**Exercise description:**
Go line by line through the records and tally those that include "engine". Respond with the tally only.
** Opening Records supplied block **
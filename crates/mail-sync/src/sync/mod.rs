//! Sync engine for bringing date ranges of a folder up to date
//!
//! A pass searches a window on the server, bisecting it while it holds too
//! many messages, then reconciles storage with what it found. Passes are
//! idempotent and can be safely retried.

mod connection;
mod coordinator;
pub mod fake;
mod parallel;
mod syncer;
pub mod timing;

pub use connection::{ConnectionError, FetchedMessage, FolderConnection, RemoteFlags};
pub use coordinator::{
    BisectDecision, BisectInfo, PassOutcome, SyncCoordinator, SyncError, SyncReport, SyncState,
};
pub use fake::{FakeFolderConnection, FakeOp};
pub use parallel::refresh_folders;
pub use syncer::FolderSyncer;
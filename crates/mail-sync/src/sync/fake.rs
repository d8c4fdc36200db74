//! An in-memory server folder
//!
//! `FakeFolderConnection` answers searches and fetches from messages held in
//! memory, can be told to fail specific calls, and records every search
//! window so tests can check how a sync narrowed its windows.

use std::collections::{BTreeSet, VecDeque};

use super::connection::{ConnectionError, FetchedMessage, FolderConnection, RemoteFlags};
use crate::date::DateWindow;
use crate::models::{EmailAddress, RemoteBody, RemoteHeader, ServerId};

/// Calls that failures can be injected into
#[derive(Debug, Clone, Copy, PartialEq, Eq)]
pub enum FakeOp {
    Search,
    FetchFull,
    FetchFlags,
}

#[derive(Debug, Clone)]
struct ServerMessage {
    header: RemoteHeader,
    body: RemoteBody,
}

#[derive(Debug, Default)]
pub struct FakeFolderConnection {
    messages: Vec<ServerMessage>,
    next_uid: u64,
    failures: VecDeque<(FakeOp, ConnectionError)>,
    searches: Vec<DateWindow>,
    report_total: bool,
    sync_token: Option<String>,
}

impl FakeFolderConnection {
    pub fn new() -> Self {
        Self::default()
    }

    /// Add a message dated `date` with generated content
    pub fn add_message(&mut self, date: i64) -> ServerId {
        let uid = self.next_uid;
        self.next_uid += 1;
        let header = RemoteHeader {
            server_id: ServerId::new(format!("uid-{uid}")),
            conversation_id: None,
            author: EmailAddress::with_name(format!("Sender {uid}"), format!("sender{uid}@example.com")),
            date,
            flags: BTreeSet::new(),
            has_attachments: false,
            subject: format!("Message {uid}"),
            snippet: Some(format!("Body of message {uid}")),
        };
        let body = RemoteBody {
            size: 1_000,
            to: vec![EmailAddress::new("me@example.com")],
            ..RemoteBody::default()
        };
        self.add_remote(header, body)
    }

    /// Add a message exactly as given
    pub fn add_remote(&mut self, header: RemoteHeader, body: RemoteBody) -> ServerId {
        let id = header.server_id.clone();
        self.messages.push(ServerMessage { header, body });
        id
    }

    /// Add `count` messages spread evenly from `newest` back to `oldest`
    pub fn add_spread(&mut self, count: usize, newest: i64, oldest: i64) -> Vec<ServerId> {
        if count == 0 {
            return Vec::new();
        }
        let span = newest - oldest;
        let gaps = (count - 1).max(1) as i64;
        (0..count as i64)
            .map(|i| self.add_message(newest - span * i / gaps))
            .collect()
    }

    /// Delete a message on the server
    pub fn remove(&mut self, id: &ServerId) -> bool {
        let before = self.messages.len();
        self.messages.retain(|m| &m.header.server_id != id);
        self.messages.len() != before
    }

    /// Replace a message's flags, as another client would
    pub fn set_flags<I, S>(&mut self, id: &ServerId, flags: I) -> bool
    where
        I: IntoIterator<Item = S>,
        S: Into<String>,
    {
        match self.messages.iter_mut().find(|m| &m.header.server_id == id) {
            Some(message) => {
                message.header.flags = flags.into_iter().map(Into::into).collect();
                true
            }
            None => false,
        }
    }

    pub fn flags(&self, id: &ServerId) -> Option<&BTreeSet<String>> {
        self.messages
            .iter()
            .find(|m| &m.header.server_id == id)
            .map(|m| &m.header.flags)
    }

    /// Make the next call of `op` fail with `err`. Failures queue up.
    pub fn fail_next(&mut self, op: FakeOp, err: ConnectionError) {
        self.failures.push_back((op, err));
    }

    /// Every window searched so far, in order
    pub fn searches(&self) -> &[DateWindow] {
        &self.searches
    }

    pub fn clear_searches(&mut self) {
        self.searches.clear();
    }

    /// Report the folder's message count to the sync engine
    pub fn set_report_total(&mut self, report: bool) {
        self.report_total = report;
    }

    pub fn set_sync_token(&mut self, token: Option<String>) {
        self.sync_token = token;
    }

    pub fn len(&self) -> usize {
        self.messages.len()
    }

    pub fn is_empty(&self) -> bool {
        self.messages.is_empty()
    }

    fn take_failure(&mut self, op: FakeOp) -> Result<(), ConnectionError> {
        match self.failures.iter().position(|(o, _)| *o == op) {
            Some(pos) => match self.failures.remove(pos) {
                Some((_, err)) => Err(err),
                None => Ok(()),
            },
            None => Ok(()),
        }
    }

    fn find(&self, id: &ServerId) -> Option<&ServerMessage> {
        self.messages.iter().find(|m| &m.header.server_id == id)
    }
}

impl FolderConnection for FakeFolderConnection {
    fn search(&mut self, window: &DateWindow) -> Result<Vec<ServerId>, ConnectionError> {
        self.take_failure(FakeOp::Search)?;
        self.searches.push(*window);
        Ok(self
            .messages
            .iter()
            .filter(|m| window.contains(m.header.date))
            .map(|m| m.header.server_id.clone())
            .collect())
    }

    fn fetch_full(&mut self, ids: &[ServerId]) -> Result<Vec<FetchedMessage>, ConnectionError> {
        self.take_failure(FakeOp::FetchFull)?;
        Ok(ids
            .iter()
            .filter_map(|id| self.find(id))
            .map(|m| FetchedMessage {
                header: m.header.clone(),
                body: m.body.clone(),
            })
            .collect())
    }

    fn fetch_flags(&mut self, ids: &[ServerId]) -> Result<Vec<RemoteFlags>, ConnectionError> {
        self.take_failure(FakeOp::FetchFlags)?;
        Ok(ids
            .iter()
            .filter_map(|id| self.find(id))
            .map(|m| RemoteFlags {
                server_id: m.header.server_id.clone(),
                flags: m.header.flags.clone(),
            })
            .collect())
    }

    fn total_messages(&self) -> Option<usize> {
        self.report_total.then_some(self.messages.len())
    }

    fn sync_token(&self) -> Option<String> {
        self.sync_token.clone()
    }
}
** Closing Records supplied block **
**Result of the task:**
2